From atoms to emergent dynamics (with help from statistical physics and artificial intelligence)



The ability to rapidly learn from high-dimensional data to make reliable predictions about the future of a given system is crucial in many contexts. This could be a fly avoiding predators, or the retina processing terabytes of data almost instantaneously to guide complex human actions. In this work we draw parallels between such tasks, and the efficient sampling of complex molecules with hundreds of thousands of atoms. Such sampling is critical for predictive computer simulations in condensed matter physics and biophysics. Specifically, we use ideas from statistical physics, artificial intelligence (AI) and information theory, including the Maximum Caliber approach [1], Predictive Information Bottleneck (PIB) [2], Shannon's rate distortion theory [3] and Long-short term memory (LSTM) networks, re-formulating them for the sampling of molecular structure and dynamics, especially when plagued with rare events.  We demonstrate our methods on different test-pieces primarily in biophysics. We also discuss some open problems in the application of AI approaches to molecular simulations - for instance dealing with spurious solutions related to non-convex objective function in AI.

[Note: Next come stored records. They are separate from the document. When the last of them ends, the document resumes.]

#[cfg(test)]
mod tests {
    use super::*;
    use crate::fs::CopyStats;
    use std::collections::BTreeMap;
    use std::fs::File;
    use std::io::Write;
    use std::path::PathBuf;
    use tempfile::TempDir;

    fn write_file(path: &Path, contents: &[u8]) {
        if let Some(parent) = path.parent() {
            std::fs::create_dir_all(parent).unwrap();
        }
        File::create(path).unwrap().write_all(contents).unwrap();
    }

    fn create_five_files(dir: &Path) {
        write_file(&dir.join("one.txt"), b"one");
        write_file(&dir.join("two.txt"), b"two");
        write_file(&dir.join("sub/three.txt"), b"three");
        write_file(&dir.join("sub/unreadable.txt"), b"secret");
        write_file(&dir.join("sub/deep/five.txt"), b"five");
    }

    /// Relative path to contents for every file under `root`
    fn snapshot(root: &Path) -> BTreeMap<PathBuf, Vec<u8>> {
        TreeEnumerator::new()
            .enumerate(root)
            .unwrap()
            .files
            .into_iter()
            .map(|path| {
                let contents = std::fs::read(&path).unwrap();
                (path.strip_prefix(root).unwrap().to_path_buf(), contents)
            })
            .collect()
    }

    /// Delegates to the real copier but refuses one file name
    struct FailingCopier {
        fail_name: &'static str,
        inner: FileCopier,
    }

    impl FailingCopier {
        fn new(fail_name: &'static str) -> Arc<Self> {
            Arc::new(Self {
                fail_name,
                inner: FileCopier::default_copier(),
            })
        }
    }

    impl CopyPrimitive for FailingCopier {
        fn copy(&self, source: &Path, dest: &Path, hardlink: bool) -> Result<CopyStats> {
            if source.file_name().map(|n| n == self.fail_name).unwrap_or(false) {
                return Err(CpjError::io(
                    source,
                    std::io::Error::new(std::io::ErrorKind::PermissionDenied, "permission denied"),
                ));
            }
            self.inner.copy(source, dest, hardlink)
        }
    }

    fn tree_config(src: &Path, dst: &Path, jobs: usize, continue_on_error: bool) -> CopyConfig {
        CopyConfig {
            source: src.to_path_buf(),
            destination: dst.to_path_buf(),
            recurse: true,
            jobs,
            continue_on_error,
            ..Default::default()
        }
    }

    #[test]
    fn test_tree_copy() {
        let src = TempDir::new().unwrap();
        let dst = TempDir::new().unwrap();
        write_file(&src.path().join("x.txt"), b"x contents");
        write_file(&src.path().join("sub/y.txt"), b"y contents");

        let result = parallel_copy(src.path(), dst.path(), 2).unwrap();

        assert!(result.is_success());
        assert_eq!(result.mode, CopyMode::Tree);
        assert_eq!(result.files_total, 2);
        assert_eq!(result.files_copied, 2);
        assert_eq!(result.workers, 2);
        assert_eq!(std::fs::read(dst.path().join("x.txt")).unwrap(), b"x contents");
        assert_eq!(std::fs::read(dst.path().join("sub/y.txt")).unwrap(), b"y contents");
    }

    #[test]
    fn test_single_file_copy() {
        let src = TempDir::new().unwrap();
        let dst = TempDir::new().unwrap();
        let source = src.path().join("x.txt");
        let dest = dst.path().join("x.txt");
        write_file(&source, b"just one file");

        let config = CopyConfig {
            source: source.clone(),
            destination: dest.clone(),
            jobs: 4,
            ..Default::default()
        };
        let result = CopyEngine::new(config).execute().unwrap();

        assert_eq!(result.mode, CopyMode::Single);
        assert_eq!(result.workers, 0);
        assert_eq!(std::fs::read(&dest).unwrap(), b"just one file");
    }

    #[test]
    fn test_directory_without_recurse_fails() {
        let src = TempDir::new().unwrap();
        let dst = TempDir::new().unwrap();
        write_file(&src.path().join("x.txt"), b"x");

        let config = CopyConfig {
            source: src.path().to_path_buf(),
            destination: dst.path().to_path_buf(),
            ..Default::default()
        };
        let err = CopyEngine::new(config).execute().unwrap_err();

        assert!(matches!(err, CpjError::SourceIsDirectory(_)));
        assert_eq!(std::fs::read_dir(dst.path()).unwrap().count(), 0);
    }

    #[test]
    fn test_destination_must_be_directory() {
        let src = TempDir::new().unwrap();
        let dst = TempDir::new().unwrap();
        write_file(&src.path().join("x.txt"), b"x");
        let not_a_dir = dst.path().join("file");
        write_file(&not_a_dir, b"occupied");

        let err = parallel_copy(src.path(), &not_a_dir, 2).unwrap_err();
        assert!(matches!(err, CpjError::DestinationNotDirectory(_)));
    }

    #[test]
    fn test_missing_destination_fails_setup() {
        let src = TempDir::new().unwrap();
        let dst = TempDir::new().unwrap();
        write_file(&src.path().join("x.txt"), b"x");

        let err = parallel_copy(src.path(), &dst.path().join("missing"), 2).unwrap_err();
        assert!(matches!(err, CpjError::NotFound(_)));
    }

    #[test]
    fn test_missing_source_fails_setup() {
        let dst = TempDir::new().unwrap();
        let err = parallel_copy(&dst.path().join("nope"), dst.path(), 1).unwrap_err();
        assert!(matches!(err, CpjError::NotFound(_)));
    }

    #[test]
    fn test_empty_tree() {
        let src = TempDir::new().unwrap();
        let dst = TempDir::new().unwrap();
        std::fs::create_dir(src.path().join("only-a-dir")).unwrap();

        let result = parallel_copy(src.path(), dst.path(), 4).unwrap();

        assert!(result.is_success());
        assert_eq!(result.workers, 0);
        assert_eq!(result.files_total, 0);
    }

    #[test]
    fn test_copy_twice_is_identical() {
        let src = TempDir::new().unwrap();
        let dst = TempDir::new().unwrap();
        create_five_files(src.path());

        parallel_copy(src.path(), dst.path(), 3).unwrap();
        let first = snapshot(dst.path());
        let result = parallel_copy(src.path(), dst.path(), 3).unwrap();
        let second = snapshot(dst.path());

        assert!(result.is_success());
        assert_eq!(first.len(), 5);
        assert_eq!(first, second);
        assert_eq!(second, snapshot(src.path()));
    }

    #[test]
    fn test_one_unreadable_file_with_continue() {
        let src = TempDir::new().unwrap();
        let dst = TempDir::new().unwrap();
        create_five_files(src.path());

        let engine = CopyEngine::new(tree_config(src.path(), dst.path(), 3, true))
            .with_copier(FailingCopier::new("unreadable.txt"));
        let result = engine.execute().unwrap();

        assert_eq!(result.failures.len(), 1);
        assert!(result.failures[0].source.ends_with("sub/unreadable.txt"));
        assert_eq!(result.files_copied, 4);
        for name in ["one.txt", "two.txt", "sub/three.txt", "sub/deep/five.txt"] {
            assert!(dst.path().join(name).exists(), "{} missing", name);
        }
        assert!(!dst.path().join("sub/unreadable.txt").exists());
    }

    #[test]
    fn test_one_unreadable_file_without_continue_terminates() {
        let src = TempDir::new().unwrap();
        let dst = TempDir::new().unwrap();
        create_five_files(src.path());

        let engine = CopyEngine::new(tree_config(src.path(), dst.path(), 1, false))
            .with_copier(FailingCopier::new("unreadable.txt"));
        let result = engine.execute().unwrap();

        assert_eq!(result.failures.len(), 1);
        assert_eq!(result.files_copied + 1 + result.jobs_unclaimed as u64, 5);
        assert_eq!(result.jobs_claimed, result.files_copied + 1);
        assert_eq!(result.summary().files_skipped, result.jobs_unclaimed as u64);
        assert!(!result.is_success());
    }

    #[cfg(unix)]
    #[test]
    fn test_permission_denied_file_with_continue() {
        use std::os::unix::fs::PermissionsExt;

        let src = TempDir::new().unwrap();
        let dst = TempDir::new().unwrap();
        create_five_files(src.path());
        let locked = src.path().join("sub/unreadable.txt");
        std::fs::set_permissions(&locked, std::fs::Permissions::from_mode(0o000)).unwrap();

        // Root can read anything, so the failure cannot be provoked
        if File::open(&locked).is_ok() {
            return;
        }

        let result = parallel_copy_with(src.path(), dst.path(), 3, true);
        std::fs::set_permissions(&locked, std::fs::Permissions::from_mode(0o644)).unwrap();

        let result = result.unwrap();
        assert_eq!(result.failures.len(), 1);
        assert!(result.failures[0].error.is_permission_error());
        assert_eq!(result.files_copied, 4);
    }

    #[cfg(unix)]
    fn parallel_copy_with(src: &Path, dst: &Path, jobs: usize, continue_on_error: bool) -> Result<CopyResult> {
        CopyEngine::new(tree_config(src, dst, jobs, continue_on_error)).execute()
    }

    #[cfg(unix)]
    #[test]
    fn test_tree_hardlink() {
        use std::os::unix::fs::MetadataExt;

        let src = TempDir::new().unwrap();
        let dst = TempDir::new().unwrap();
        write_file(&src.path().join("sub/a.txt"), b"a");

        let config = CopyConfig {
            hardlink: true,
            ..tree_config(src.path(), dst.path(), 2, false)
        };
        let result = CopyEngine::new(config).execute().unwrap();

        assert!(result.is_success());
        assert_eq!(
            std::fs::metadata(src.path().join("sub/a.txt")).unwrap().ino(),
            std::fs::metadata(dst.path().join("sub/a.txt")).unwrap().ino()
        );
    }

    #[test]
    fn test_trailing_separator_on_roots() {
        let src = TempDir::new().unwrap();
        let dst = TempDir::new().unwrap();
        write_file(&src.path().join("a/b.txt"), b"b");

        let mut src_root = src.path().as_os_str().to_os_string();
        src_root.push("/");
        let result = parallel_copy(&PathBuf::from(src_root), dst.path(), 1).unwrap();

        assert!(result.is_success());
        assert!(dst.path().join("a/b.txt").exists());
    }

    #[test]
    fn test_summary_serializes() {
        let src = TempDir::new().unwrap();
        let dst = TempDir::new().unwrap();
        write_file(&src.path().join("x.txt"), b"12345");

        let result = parallel_copy(src.path(), dst.path(), 1).unwrap();
        let json = serde_json::to_value(result.summary()).unwrap();

        assert_eq!(json["mode"], "tree");
        assert_eq!(json["files_copied"], 1);
        assert_eq!(json["bytes_copied"], 5);
        assert!(json["errors"].as_array().unwrap().is_empty());
    }
}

1. Tiwary and Berne, Proc. Natl. Acad. Sci. 2016

2. Wang, Ribeiro and Tiwary, Nature Commun. 2019

3. Ravindra, Smith and Tiwary, Mol. Sys. Des. Engg. 2020

Bio: Pratyush Tiwary is an Assistant Professor at the University of Maryland, College Park, holding joint positions in the Department of Chemistry and Biochemistry and the Institute for Physical Science and Technology. He received his PhD and MS in Materials Science from Caltech, working with Axel van de Walle, and finished his undergraduate degree in Metallurgical Engineering at the Indian Institute of Technology, Banaras Hindu University, Varanasi. Prior to starting at Maryland, Prof. Tiwary was a postdoc in the Department of Chemistry at Columbia University working with Bruce Berne, and at the Department of Chemistry & Applied Biosciences at ETH Zurich work with Michele Parrinello.